Very similar words were heard demonizing immigrants in Madison Square Gardens in the 1930s at a rally that could only be called a Nazi rally. That’s what it looked and sounded like.  The rally in Madison Square Garden again in 2024 was eerily similar.

As Anne Applebaum the author and journalist for The Atlantic said this about Trump (near the end of the campaign):

 “His talk of mass deportation is equally calculating. When he suggests that he would target both legal and illegal immigrants, or use the military arbitrarily against U.S. citizens, he does so knowing that past dictatorships have used public displays of violence to build popular support. By calling for mass violence, he hints at his admiration for these dictatorships but also demonstrates disdain for the rule of law and prepares his followers to accept the idea that his regime could, like its predecessors, break the law with impunity.

 

These are not jokes, and Trump is not laughing. Nor are the people around him. Delegates at the Republican National Convention held prefabricated sign: Mass Deportation Now. Just this week, when Trump was swaying to music at a surreal rally, he did so in front of a huge slogan: Trump Was Right About Everything. This is language borrowed directly from Benito Mussolini, the Italian fascist. Soon after the rally, the scholar Ruth Ben-Ghiat posted a photograph of a building in Mussolini’s Italy displaying his slogan: Mussolini Is Always Right.

 

These similarities are deeply disturbing. The support of ordinary Americans for such words and policies is shocking. It is so much like the support of ordinary Germans for Hitler, or ordinary Italians for Mussolini. In both highly advanced countries there was stunning support for the fascist policies. It seems to me this is exactly what is now happening in the United States.  I hope I am wrong; I fear I am right.

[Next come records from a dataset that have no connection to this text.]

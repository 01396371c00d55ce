// Tue Jan 20 2026 - Alex

use std::fs;
use std::path::Path;
use thiserror::Error;

/// One parsed signature line: `Name:Offset:HexBytes`.
#[derive(Debug, Clone)]
pub struct SignatureEntry {
    pub name: String,
    pub offset: String,
    pub bytes: Vec<u8>,
}

#[derive(Error, Debug)]
pub enum SigDbError {
    #[error("IO error: {0}")]
    Io(#[from] std::io::Error),
    #[error("Malformed signature at line {0}: expected Name:Offset:HexBytes")]
    Malformed(usize),
    #[error("Invalid hex at line {0}: {1}")]
    InvalidHex(usize, hex::FromHexError),
}

/// Loads a signature database file. Blank lines and `#` comments are
/// skipped; any malformed line fails the whole load with its position.
pub fn load_signatures<P: AsRef<Path>>(path: P) -> Result<Vec<SignatureEntry>, SigDbError> {
    let text = fs::read_to_string(path)?;
    parse_signatures(&text)
}

pub fn parse_signatures(text: &str) -> Result<Vec<SignatureEntry>, SigDbError> {
    let mut entries = Vec::new();

    for (lineno, line) in text.lines().enumerate() {
        let line = line.trim();
        if line.is_empty() || line.starts_with('#') {
            continue;
        }

        let mut fields = line.splitn(3, ':');
        let name = fields.next().filter(|f| !f.is_empty());
        let offset = fields.next();
        let hex_sig = fields.next().filter(|f| !f.is_empty());

        let (name, offset, hex_sig) = match (name, offset, hex_sig) {
            (Some(n), Some(o), Some(h)) => (n, o, h),
            _ => return Err(SigDbError::Malformed(lineno + 1)),
        };

        let bytes = hex::decode(hex_sig).map_err(|e| SigDbError::InvalidHex(lineno + 1, e))?;

        entries.push(SignatureEntry {
            name: name.to_string(),
            offset: offset.to_string(),
            bytes,
        });
    }

    Ok(entries)
}
// Mon Jan 19 2026 - Alex

use thiserror::Error;

#[derive(Error, Debug)]
pub enum OffsetError {
    #[error("Invalid offset spec: {0}")]
    InvalidSpec(String),
    #[error("Invalid number in offset spec: {0}")]
    InvalidNumber(#[from] std::num::ParseIntError),
    #[error("File layout required to resolve offset for signature {0}")]
    LayoutUnavailable(String),
    #[error("Binary parse error: {0}")]
    BinaryParse(String),
}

It is really shocking to me that Americans continue to support Trump’s fascist policies. This is the really scary part.  Trump is Trump. We all know that. He does not hide his fascist tendencies. Why then do so many Americans support him?  I think the answer is also deeply disturbing.

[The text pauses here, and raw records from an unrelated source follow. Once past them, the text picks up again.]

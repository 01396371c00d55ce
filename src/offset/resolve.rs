// Mon Jan 19 2026 - Alex

use crate::offset::{OffsetAnchor, OffsetError};

/// File-level facts needed to turn a relative offset anchor into a
/// concrete file position. Implemented per scanned file; the matcher
/// core never looks inside the file structure itself.
pub trait FileLayout {
    fn file_size(&self) -> u64;
    /// Entry point as a file offset, if the file has one.
    fn entry_point(&self) -> Result<Option<u64>, OffsetError>;
    /// File range of section `index`, if it exists.
    fn section(&self, index: usize) -> Result<Option<SectionRange>, OffsetError>;
    fn section_count(&self) -> Result<usize, OffsetError>;
}

#[derive(Debug, Clone, Copy, PartialEq, Eq)]
pub struct SectionRange {
    pub start: u64,
    pub size: u64,
}

/// Resolves an anchor against one file, yielding the legal `[min, max]`
/// range for the pattern start, or `None` when the anchor does not apply
/// to this file (no entry point, section missing, EOF displacement larger
/// than the file).
pub fn resolve_anchor(
    anchor: &OffsetAnchor,
    maxshift: u64,
    layout: &dyn FileLayout,
) -> Result<Option<(u64, u64)>, OffsetError> {
    let base = match anchor {
        OffsetAnchor::EndOfFile { back } => {
            let fsize = layout.file_size();
            if *back > fsize {
                return Ok(None);
            }
            Some(fsize - back)
        }
        OffsetAnchor::EntryPoint { delta } => match layout.entry_point()? {
            Some(ep) => {
                let pos = ep as i128 + *delta as i128;
                if pos < 0 {
                    return Ok(None);
                }
                Some(pos as u64)
            }
            None => None,
        },
        OffsetAnchor::SectionStart { index, delta } => layout
            .section(*index)?
            .map(|sect| sect.start + delta),
        OffsetAnchor::SectionEntire { index } => {
            return Ok(layout
                .section(*index)?
                .map(|sect| (sect.start, sect.start + sect.size)));
        }
        OffsetAnchor::LastSection { delta } => {
            let count = layout.section_count()?;
            if count == 0 {
                None
            } else {
                layout.section(count - 1)?.map(|sect| sect.start + delta)
            }
        }
    };

    Ok(base.map(|min| (min, min + maxshift)))
}

#[cfg(test)]
mod tests {
    use super::*;

    struct TestLayout {
        size: u64,
        entry: Option<u64>,
        sections: Vec<SectionRange>,
    }

    impl FileLayout for TestLayout {
        fn file_size(&self) -> u64 {
            self.size
        }

        fn entry_point(&self) -> Result<Option<u64>, OffsetError> {
            Ok(self.entry)
        }

        fn section(&self, index: usize) -> Result<Option<SectionRange>, OffsetError> {
            Ok(self.sections.get(index).copied())
        }

        fn section_count(&self) -> Result<usize, OffsetError> {
            Ok(self.sections.len())
        }
    }

    fn layout() -> TestLayout {
        TestLayout {
            size: 1000,
            entry: Some(0x80),
            sections: vec![
                SectionRange { start: 0x40, size: 0x100 },
                SectionRange { start: 0x140, size: 0x200 },
            ],
        }
    }

    #[test]
    fn test_end_of_file() {
        let l = layout();
        let anchor = OffsetAnchor::EndOfFile { back: 4 };
        assert_eq!(resolve_anchor(&anchor, 0, &l).unwrap(), Some((996, 996)));

        let too_far = OffsetAnchor::EndOfFile { back: 2000 };
        assert_eq!(resolve_anchor(&too_far, 0, &l).unwrap(), None);
    }

    #[test]
    fn test_entry_point() {
        let l = layout();
        let anchor = OffsetAnchor::EntryPoint { delta: 16 };
        assert_eq!(resolve_anchor(&anchor, 4, &l).unwrap(), Some((0x90, 0x94)));

        let negative = OffsetAnchor::EntryPoint { delta: -0x100 };
        assert_eq!(resolve_anchor(&negative, 0, &l).unwrap(), None);

        let no_entry = TestLayout { entry: None, ..layout() };
        assert_eq!(resolve_anchor(&anchor, 0, &no_entry).unwrap(), None);
    }

    #[test]
    fn test_sections() {
        let l = layout();
        let start = OffsetAnchor::SectionStart { index: 1, delta: 8 };
        assert_eq!(resolve_anchor(&start, 0, &l).unwrap(), Some((0x148, 0x148)));

        let missing = OffsetAnchor::SectionStart { index: 9, delta: 0 };
        assert_eq!(resolve_anchor(&missing, 0, &l).unwrap(), None);

        let entire = OffsetAnchor::SectionEntire { index: 0 };
        assert_eq!(resolve_anchor(&entire, 0, &l).unwrap(), Some((0x40, 0x140)));

        let last = OffsetAnchor::LastSection { delta: 2 };
        assert_eq!(resolve_anchor(&last, 0, &l).unwrap(), Some((0x142, 0x142)));
    }

    #[test]
    fn test_no_sections() {
        let l = TestLayout { sections: Vec::new(), ..layout() };
        let last = OffsetAnchor::LastSection { delta: 0 };
        assert_eq!(resolve_anchor(&last, 0, &l).unwrap(), None);
    }
}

This is what Anne Applebaum had to say:

“These phrases have not been put on posters and banners at random in the final weeks of an American election season. With less than three weeks left to go, most candidates would be fighting for the middle ground, for the swing voters. Trump is doing the exact opposite. Why? There can be only one answer: because he and his campaign team believe that by using the tactics of the 1930s, they can win. The deliberate dehumanization of whole groups of people; the references to police, to violence, to the “bloodbath” that Trump has said will unfold if he doesn’t win; the cultivation of hatred not only against immigrants but also against political opponents—none of this has been used successfully in modern American politics.

 

But neither has this rhetoric been tried in modern American politics. Several generations of American politicians have assumed that American voters, most of whom learned to pledge allegiance to the flag in school, grew up with the rule of law, and have never experienced occupation or invasion, would be resistant to this kind of language and imagery. Trump is gambling—knowingly and cynically—that we are not.”

 

Trump was clearly betting that he knows the American people will support him.  He hears a lot of applause at his rallies. It turns out he was right. More than half the Americans who voted in the recent election of president voted for him.   Were they voting for fascism?